The Indian team, which left for England, looked to be a great batting and bowling unit capable of withstanding the vagaries of the English climate. There was an air of confidence that you didn’t see in several teams that had left the shores of India earlier. “We can be the best touring side in the world,” was what Ravi Shastri, the coach, said of Kohli-led Indian side. Many such statements made one believe that they were on the brink of achieving unparalleled greatness. This did not materialise and therefore, disappointment and criticism were seen everywhere from digital to print media.

The victory in the third Test at Trent Bridge and the manner in which it was accomplished seemed like they had the grit and determination to come out victorious from the jaws of death. However, a listless performance in chasing only 245 runs in the fourth Test showed they were far from being a world-beating side.

The Oval, where the fifth Test is being played, had been a good hunting ground for India as the wicket is generally beautiful to bat. The Indian batsmen may come out shining, but internally a lot of them would feel hurt, having realised that they are still far from perfect as world-class players. This brings one to the superlative performance of Virat Kohli. He needed to prove himself in conditions that had been his nemesis in the past and he did so in a splendid manner. He has now conquered the universe as a batsman, and aptly he’s rated the best in the world. He showed how important it is to adapt technically and mentally to be successful, unfortunately a trait that one did not see in several of his teammates.

This reminds me of an interview of the young Indian batting prospect, Prithvi Shaw, on the radio during the last Test in Southampton. He was all praise for the India A and U-19 coach Rahul Dravid. When asked what advice he got from the legendary batsman, he replied that Dravid was not one to tamper with the way one batted as he reckoned the uniqueness each individual should remain. Dravid concentrates more on improving their mind-set than their technical skills. This is where one disagrees with the modern coaches as adaptation, changes and knowledge are important and essential to be successful. Learning by trial and error method is a passé in the modern world, where knowledge is power. Not every cricketer can come through like Virat Kohli or bat in the unconventional way of Virender Sehwag.

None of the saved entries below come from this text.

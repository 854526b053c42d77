//! Text transformation seam.
//!
//! The deferred pipeline depends on [`TextTransformer`] rather than on the
//! `OpenAI` client directly, so tests can substitute their own implementation.

use async_trait::async_trait;
use thiserror::Error;

use crate::openai::{OpenAiClient, OpenAiError};

/// Message shown when a failure carries no presentable text.
pub const UNKNOWN_ERROR_MESSAGE: &str = "Unknown error.";

/// Why a transformation failed.
#[derive(Debug, Clone, PartialEq, Eq, Error)]
pub enum TransformError {
    /// The upstream service rejected the request with a message.
    #[error("transformation rejected: {0}")]
    Rejected(String),

    /// The upstream service could not be reached or answered garbage.
    #[error("transformation unavailable: {0}")]
    Unavailable(String),
}

impl TransformError {
    /// Text safe to show the invoking user.
    #[must_use]
    pub fn user_message(&self) -> &str {
        match self {
            Self::Rejected(message) if !message.is_empty() => message,
            _ => UNKNOWN_ERROR_MESSAGE,
        }
    }
}

impl From<OpenAiError> for TransformError {
    fn from(error: OpenAiError) -> Self {
        match error.api_message() {
            Some(message) => Self::Rejected(message.to_string()),
            None => Self::Unavailable(error.to_string()),
        }
    }
}

/// Turns user text into cleaned text.
#[async_trait]
pub trait TextTransformer: Send + Sync {
    /// Transform `text`.
    ///
    /// # Errors
    ///
    /// Returns [`TransformError`] if the text could not be transformed.
    async fn transform(&self, text: &str) -> Result<String, TransformError>;
}

#[async_trait]
impl TextTransformer for OpenAiClient {
    async fn transform(&self, text: &str) -> Result<String, TransformError> {
        Ok(self.complete(text).await?)
    }
}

Most of the Indian batsmen looked confused and dazed, as their style and approach, which were successful earlier and elsewhere, didn’t quite suit the English conditions. The cliché of “wrong shot selection” being the reason for many of their failures was a diplomatic way of by-passing the root cause of the problem, which was the lack of adaptability and knowledge. The young crop should be made aware of this. The quicker this is done, before they tour Australia this winter, the better they will perform there.

A more worrying issue is the nature of the two recent defeats—the one the Southa­mpton and the other in Bangalore of India A, who were thrashed by Australia A. Both of them were lost to the opposition’s spin bowlers. Indian batsmen were known to be the best players against spin and therefore these two defeats are an indication of problems that may arise in the future if not addressed seriously. Maybe, the lack of domestic cricket played by the International stars could be the root cause.

The first paragraph of a cricket poem “Cricket at Thrumpton” written by Adrian Buckner comes to mind, “Lined up behind boundary flags, a fleet of Renault, Nissan and Ford: only one or two from the village now close enough to pedal or walk.” This is a good reflection of the commercial success of the current Indian cricketers. They are flushed with adulation and funds that may have made them uncaring. A loss for them may just be an unfortunate event in their lives. One hopes that this is not the case as cricket plays an emotional part in the life of so many Indians. A win at the Oval as accomplished during the Ganapathi celebrations in the year 1971, is what all are praying for in the Ganapathi season of 2018.